The rest of the game involves Yoshi carefully treading on the area as you carefully guide and maneuver him to make sure he doesn't make contact with the enemy and also to make sure he doesn't fall.  Think of it as the original Yoshi's Island only it's automatically scrolling and requires hefty usage of the stylus, and there are no random transformations.  Now the great thing about the game is that you can see the action and surroundings on both screens, so at least you'll get a chance to know what's above you.  Now that's a nice touch.  Like the previous section you can draw clouds to walk on, draw circles on the coins and enemies and then drag them to the main character, and blow on the mic to dissipate the clouds.  And since Yoshi spends the remainder of the game in the bottom screen as opposed to the upper screen like Baby Mario, you can tap him with the stylus to make him jump (and flutter jump).  By just tapping in a certain spot Yoshi will throw the egg in that direction; however your amount of eggs is scarcely limited, so you should only use them sparely.  Fortunately more eggs can be regained should you swallow an enemy or eat a fruit (how many eggs you produce depends on the fruit).  In the options you have the choice to either have Yoshi run to the right, or you can have him run to the left; it's the best of both worlds, direction-wise.  =)  ...  Okay, moving on!

The visual style has for the most part been retained from the 1995 SNES classic, right down to the uniquely painted and drawn backgrounds and foregrounds, and they look spot on; plus it's a very colorful-looking game.  Several of the backdrops you may stumble across are forests and mountains, and what's cool is how as you move further the different planes will move in different intervals, therefore creating a feeling of depth in the atmospheric sense (something the subsequent Yoshi's Island DS sorely lacked in my opinion).  In the Baby Mario section it starts off as night but by the time you reach Yoshi at the bottom it turns to day, which is a rather neat transition.  And speaking of transition, check out the scenery as you keep treading on as Yoshi: look at how the warm colors of day slowly but gradually segue to the cold colors of night, and vice versa.  That detail alone gives it a real sense of atmosphere, and it reminds me of moments when it happened in the first two Breath of Fire games and especially in Drakkhen.  Irrelevant genres, I know, but the point of the matter is that I believe that it really adds a lot!  =)

The only exceptions to the visual style being preserved by the first Yoshi platformer are the main characters and the enemies themselves.  In the original they were outlined in black with enough frames of smooth animation and certain helpings of Mode 7 during certain moments, while in Yoshi Touch & Go the character designs have been slightly updated and look more colorful and animate more fluidly then ever before.  Normally I'm not a big fan of black outlines when it comes to video games, as I'm more into characters that have colored outlines or none at all, but I admit there are some exceptions to this (the first Yoshi's Island being one of them).  The characters and enemies are well-designed this time around, and they have soft color palettes which is not bad.  Overall I would say that the visuals are great and colorful.

As far the sound is concerned it's not too shabby.  It's not as high-caliber as the first game's soundtrack, but it's very decent in its own right.  The instrumentation is not bad, and there are plenty of catchy and cool songs.  The remix of the first game's title theme is good, and some of the other songs don't sound too bad (including the invincibility theme).  Many of the original songs I feel sound nice; in particular the music that plays when Baby Mario is slowly gliding down and some of the autoscrolling themes.  This time around Baby Mario and Yoshi have sound samples, which is fine since they're not used so much that they overstay their welcome, so that's fine.  I love how Baby Mario giggles whenever you slide a bubble towards him.

This is one of those kinds of games where it's more played for score than anything else, and while normally I don't approve of that (since I play games to have fun, not to see how high I can score), there are a few exceptions (the Game & Watch games, for one, and this title).  There are five different events, and if you can beat the record on each of them (or manage to get in the Top 10) then it will be on the charts (and keep track of what year and date you did it in).  There are five different events found here: Score Attack, Marathon, Time Attack, Challenge, and Vs.
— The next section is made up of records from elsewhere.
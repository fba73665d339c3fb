//! Key vault: a durable mapping from alias to key material.
//!
//! The gate consumes vaults through the [`KeyVault`] trait. Three backends
//! ship with the crate:
//!
//! - [`MemoryVault`]: functional, process-lifetime storage.
//! - [`FileVault`]: functional, persisted to a JSON file.
//! - [`UnavailableVault`]: the non-functional mode used when the backing
//!   store can't be opened. Every operation fails fast with
//!   [`VaultError::Unavailable`].
//!
//! Functional vaults model credential enrollment changes through
//! `invalidate_enrolled_keys`: keys created under a policy with
//! `invalidated_by_enrollment` become unusable and every protected fetch
//! reports [`VaultError::KeyInvalidated`] until the alias is deleted.

use std::collections::BTreeMap;
use std::fs;
use std::path::{Path, PathBuf};
use std::sync::{Arc, Mutex, MutexGuard, PoisonError};

use base64::engine::general_purpose::STANDARD;
use base64::Engine as _;
use serde::{Deserialize, Serialize};
use tracing::{debug, info, warn};
use zeroize::Zeroizing;

use crate::crypto::{self, KEY_LEN};
use crate::error::VaultError;
use crate::keys::{self, KeyKind, PrivateKey, PublicKey, SecretKey};

/// Creation-time policy attached to a key.
#[derive(Debug, Clone, Copy, PartialEq, Eq, Serialize, Deserialize)]
#[serde(default)]
pub struct KeyPolicy {
    /// Invalidate the key when the set of enrolled credentials changes.
    pub invalidated_by_enrollment: bool,
}

impl Default for KeyPolicy {
    fn default() -> Self {
        Self {
            invalidated_by_enrollment: true,
        }
    }
}

/// Contract of a key store.
///
/// Secret and private key handles are only handed out for keys that are
/// still valid. Public keys stay readable after invalidation because they
/// never unlock anything.
pub trait KeyVault: Send + Sync {
    /// False for the non-functional backend.
    fn is_functional(&self) -> bool {
        true
    }

    fn exists(&self, alias: &str) -> Result<bool, VaultError>;

    /// Generate and store a new AES-256 key, replacing any existing entry.
    fn create_symmetric(&self, alias: &str, policy: KeyPolicy) -> Result<(), VaultError>;

    /// Generate and store a new P-256 key pair, replacing any existing entry.
    fn create_asymmetric(&self, alias: &str, policy: KeyPolicy) -> Result<(), VaultError>;

    fn fetch_secret(&self, alias: &str) -> Result<SecretKey, VaultError>;

    fn fetch_public(&self, alias: &str) -> Result<PublicKey, VaultError>;

    fn fetch_private(&self, alias: &str) -> Result<PrivateKey, VaultError>;

    /// Remove the alias. Deleting an absent alias is not an error.
    fn delete(&self, alias: &str) -> Result<(), VaultError>;
}

/// Open the vault described by `path`.
///
/// `None` selects an in-memory vault. A path selects a [`FileVault`]; if it
/// can't be opened the vault degrades to [`UnavailableVault`] instead of
/// failing the caller.
pub fn open_vault(path: Option<&Path>) -> Arc<dyn KeyVault> {
    match path {
        None => Arc::new(MemoryVault::new()),
        Some(path) => match FileVault::open(path) {
            Ok(vault) => Arc::new(vault),
            Err(e) => {
                warn!(path = %path.display(), error = %e, "key vault unavailable, running without keys");
                Arc::new(UnavailableVault)
            }
        },
    }
}

// ---------------------------------------------------------------------------
// Shared key table
// ---------------------------------------------------------------------------

#[derive(Clone)]
struct Entry {
    kind: KeyKind,
    material: Zeroizing<[u8; KEY_LEN]>,
    invalidated_by_enrollment: bool,
    invalidated: bool,
}

/// Storage logic shared by the functional backends.
#[derive(Clone, Default)]
struct KeyTable {
    entries: BTreeMap<String, Entry>,
}

impl KeyTable {
    fn create(&mut self, alias: &str, kind: KeyKind, policy: KeyPolicy) -> Result<(), VaultError> {
        let generation_error = |e: crate::error::GateError| VaultError::KeyGeneration {
            alias: alias.to_string(),
            reason: e.to_string(),
        };
        let material = match kind {
            KeyKind::Symmetric => Zeroizing::new(crypto::generate_random_key().map_err(generation_error)?),
            KeyKind::Asymmetric => {
                let private = keys::generate_private_key().map_err(generation_error)?;
                let scalar = private.to_scalar_bytes();
                let mut bytes = Zeroizing::new([0u8; KEY_LEN]);
                bytes.copy_from_slice(&scalar);
                bytes
            }
        };
        self.entries.insert(
            alias.to_string(),
            Entry {
                kind,
                material,
                invalidated_by_enrollment: policy.invalidated_by_enrollment,
                invalidated: false,
            },
        );
        info!(alias, ?kind, "generated key");
        Ok(())
    }

    fn protected(&self, alias: &str, kind: KeyKind) -> Result<&Entry, VaultError> {
        let entry = self.entry(alias, kind)?;
        if entry.invalidated {
            return Err(VaultError::KeyInvalidated(alias.to_string()));
        }
        Ok(entry)
    }

    fn entry(&self, alias: &str, kind: KeyKind) -> Result<&Entry, VaultError> {
        let entry = self
            .entries
            .get(alias)
            .ok_or_else(|| VaultError::KeyNotFound(alias.to_string()))?;
        if entry.kind != kind {
            return Err(VaultError::WrongKeyKind(alias.to_string()));
        }
        Ok(entry)
    }

    fn secret(&self, alias: &str) -> Result<SecretKey, VaultError> {
        let entry = self.protected(alias, KeyKind::Symmetric)?;
        Ok(SecretKey::from_bytes(*entry.material))
    }

    fn private(&self, alias: &str) -> Result<PrivateKey, VaultError> {
        let entry = self.protected(alias, KeyKind::Asymmetric)?;
        PrivateKey::from_scalar_bytes(&entry.material[..])
            .map_err(|e| VaultError::Io(e.to_string()))
    }

    fn public(&self, alias: &str) -> Result<PublicKey, VaultError> {
        let entry = self.entry(alias, KeyKind::Asymmetric)?;
        PrivateKey::from_scalar_bytes(&entry.material[..])
            .map(|private| private.public_key())
            .map_err(|e| VaultError::Io(e.to_string()))
    }

    fn invalidate_enrolled(&mut self) -> usize {
        let mut count = 0;
        for entry in self.entries.values_mut() {
            if entry.invalidated_by_enrollment && !entry.invalidated {
                entry.invalidated = true;
                count += 1;
            }
        }
        count
    }
}

fn lock(table: &Mutex<KeyTable>) -> MutexGuard<'_, KeyTable> {
    table.lock().unwrap_or_else(PoisonError::into_inner)
}

// ---------------------------------------------------------------------------
// Memory vault
// ---------------------------------------------------------------------------

/// A functional vault that lives for the lifetime of the process.
#[derive(Default)]
pub struct MemoryVault {
    table: Mutex<KeyTable>,
}

impl MemoryVault {
    pub fn new() -> Self {
        Self::default()
    }

    /// Simulate a change of enrolled credentials. Returns how many keys
    /// were invalidated.
    pub fn invalidate_enrolled_keys(&self) -> usize {
        let count = lock(&self.table).invalidate_enrolled();
        debug!(count, "invalidated keys after enrollment change");
        count
    }
}

impl KeyVault for MemoryVault {
    fn exists(&self, alias: &str) -> Result<bool, VaultError> {
        Ok(lock(&self.table).entries.contains_key(alias))
    }

    fn create_symmetric(&self, alias: &str, policy: KeyPolicy) -> Result<(), VaultError> {
        lock(&self.table).create(alias, KeyKind::Symmetric, policy)
    }

    fn create_asymmetric(&self, alias: &str, policy: KeyPolicy) -> Result<(), VaultError> {
        lock(&self.table).create(alias, KeyKind::Asymmetric, policy)
    }

    fn fetch_secret(&self, alias: &str) -> Result<SecretKey, VaultError> {
        lock(&self.table).secret(alias)
    }

    fn fetch_public(&self, alias: &str) -> Result<PublicKey, VaultError> {
        lock(&self.table).public(alias)
    }

    fn fetch_private(&self, alias: &str) -> Result<PrivateKey, VaultError> {
        lock(&self.table).private(alias)
    }

    fn delete(&self, alias: &str) -> Result<(), VaultError> {
        lock(&self.table).entries.remove(alias);
        Ok(())
    }
}

// ---------------------------------------------------------------------------
// File vault
// ---------------------------------------------------------------------------

const FILE_FORMAT_VERSION: u32 = 1;

#[derive(Serialize, Deserialize)]
struct PersistedVault {
    version: u32,
    keys: BTreeMap<String, PersistedEntry>,
}

#[derive(Serialize, Deserialize)]
struct PersistedEntry {
    kind: KeyKind,
    material: String,
    invalidated_by_enrollment: bool,
    invalidated: bool,
}

/// A functional vault persisted as a JSON file.
///
/// Every mutation rewrites the file through a temporary sibling and an
/// atomic rename. Key material is stored base64-encoded, so the file must be
/// protected by the filesystem.
pub struct FileVault {
    path: PathBuf,
    table: Mutex<KeyTable>,
}

impl FileVault {
    /// Open the vault at `path`, creating an empty one if the file does not
    /// exist yet.
    pub fn open(path: impl AsRef<Path>) -> Result<Self, VaultError> {
        let path = path.as_ref().to_path_buf();
        let table = if path.exists() {
            load_table(&path)?
        } else {
            KeyTable::default()
        };
        let vault = Self {
            path,
            table: Mutex::new(table),
        };
        if !vault.path.exists() {
            vault.persist(&lock(&vault.table))?;
        }
        Ok(vault)
    }

    pub fn path(&self) -> &Path {
        &self.path
    }

    /// Simulate a change of enrolled credentials. Returns how many keys
    /// were invalidated.
    pub fn invalidate_enrolled_keys(&self) -> Result<usize, VaultError> {
        self.mutate(|table| Ok(table.invalidate_enrolled()))
    }

    /// Apply `f` to a copy of the table and keep the copy only once it is
    /// on disk.
    fn mutate<T>(&self, f: impl FnOnce(&mut KeyTable) -> Result<T, VaultError>) -> Result<T, VaultError> {
        let mut table = lock(&self.table);
        let mut staged = table.clone();
        let value = f(&mut staged)?;
        self.persist(&staged)?;
        *table = staged;
        Ok(value)
    }

    fn persist(&self, table: &KeyTable) -> Result<(), VaultError> {
        let keys = table
            .entries
            .iter()
            .map(|(alias, entry)| {
                (
                    alias.clone(),
                    PersistedEntry {
                        kind: entry.kind,
                        material: STANDARD.encode(&*entry.material),
                        invalidated_by_enrollment: entry.invalidated_by_enrollment,
                        invalidated: entry.invalidated,
                    },
                )
            })
            .collect();
        let document = Zeroizing::new(serde_json::to_vec_pretty(&PersistedVault {
            version: FILE_FORMAT_VERSION,
            keys,
        })?);

        let tmp = self.path.with_extension("tmp");
        fs::write(&tmp, document.as_slice())?;

        // Key material: owner-only
        #[cfg(unix)]
        {
            use std::os::unix::fs::PermissionsExt;
            fs::set_permissions(&tmp, fs::Permissions::from_mode(0o600))?;
        }

        fs::rename(&tmp, &self.path)?;
        Ok(())
    }
}

fn load_table(path: &Path) -> Result<KeyTable, VaultError> {
    let raw = Zeroizing::new(fs::read(path)?);
    let persisted: PersistedVault = serde_json::from_slice(&raw)?;
    if persisted.version != FILE_FORMAT_VERSION {
        return Err(VaultError::Io(format!(
            "unsupported vault format version {}",
            persisted.version
        )));
    }

    let mut table = KeyTable::default();
    for (alias, entry) in persisted.keys {
        let decoded = Zeroizing::new(
            STANDARD
                .decode(&entry.material)
                .map_err(|e| VaultError::Io(format!("key {alias}: {e}")))?,
        );
        if decoded.len() != KEY_LEN {
            return Err(VaultError::Io(format!("key {alias}: bad material length")));
        }
        let mut material = Zeroizing::new([0u8; KEY_LEN]);
        material.copy_from_slice(&decoded);
        table.entries.insert(
            alias,
            Entry {
                kind: entry.kind,
                material,
                invalidated_by_enrollment: entry.invalidated_by_enrollment,
                invalidated: entry.invalidated,
            },
        );
    }
    Ok(table)
}

impl KeyVault for FileVault {
    fn exists(&self, alias: &str) -> Result<bool, VaultError> {
        Ok(lock(&self.table).entries.contains_key(alias))
    }

    fn create_symmetric(&self, alias: &str, policy: KeyPolicy) -> Result<(), VaultError> {
        self.mutate(|table| table.create(alias, KeyKind::Symmetric, policy))
    }

    fn create_asymmetric(&self, alias: &str, policy: KeyPolicy) -> Result<(), VaultError> {
        self.mutate(|table| table.create(alias, KeyKind::Asymmetric, policy))
    }

    fn fetch_secret(&self, alias: &str) -> Result<SecretKey, VaultError> {
        lock(&self.table).secret(alias)
    }

    fn fetch_public(&self, alias: &str) -> Result<PublicKey, VaultError> {
        lock(&self.table).public(alias)
    }

    fn fetch_private(&self, alias: &str) -> Result<PrivateKey, VaultError> {
        lock(&self.table).private(alias)
    }

    fn delete(&self, alias: &str) -> Result<(), VaultError> {
        self.mutate(|table| {
            table.entries.remove(alias);
            Ok(())
        })
    }
}

// ---------------------------------------------------------------------------
// Unavailable vault
// ---------------------------------------------------------------------------

/// The non-functional vault. Every operation fails with
/// [`VaultError::Unavailable`].
#[derive(Debug, Default, Clone, Copy)]
pub struct UnavailableVault;

impl KeyVault for UnavailableVault {
    fn is_functional(&self) -> bool {
        false
    }

    fn exists(&self, _alias: &str) -> Result<bool, VaultError> {
        Err(VaultError::Unavailable)
    }

    fn create_symmetric(&self, _alias: &str, _policy: KeyPolicy) -> Result<(), VaultError> {
        Err(VaultError::Unavailable)
    }

    fn create_asymmetric(&self, _alias: &str, _policy: KeyPolicy) -> Result<(), VaultError> {
        Err(VaultError::Unavailable)
    }

    fn fetch_secret(&self, _alias: &str) -> Result<SecretKey, VaultError> {
        Err(VaultError::Unavailable)
    }

    fn fetch_public(&self, _alias: &str) -> Result<PublicKey, VaultError> {
        Err(VaultError::Unavailable)
    }

    fn fetch_private(&self, _alias: &str) -> Result<PrivateKey, VaultError> {
        Err(VaultError::Unavailable)
    }

    fn delete(&self, _alias: &str) -> Result<(), VaultError> {
        Err(VaultError::Unavailable)
    }
}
Battle (the last of which requires two players).  Each of them starts with Baby Mario gliding down and ends up riding on Yoshi's back throughout, but all with different objectives.

The goal for Score Attack is basically to reach the stork with as high as score as you can possibly muster.  For the Marathon the goal is try to get as much mileage as you can, or at least try to get farther on ground.  Time Attack is a tricky event, but basically you have to liberate Baby Luigi from the Toadies as quick as you can before you reach the end.  In Challenge mode you must watch out for Kamek, who plans to take matters into his (her?) own hands.  To make matters difficult you must try to get a far distance as the timer runs down (and not at a reasonably allotted time, either).  In Vs. Battle you must race and/or compete with another player (with the second player having Baby Luigi).  Each of them offer their own ways of challenging you, and there are benefits which help add to the fun and challenge.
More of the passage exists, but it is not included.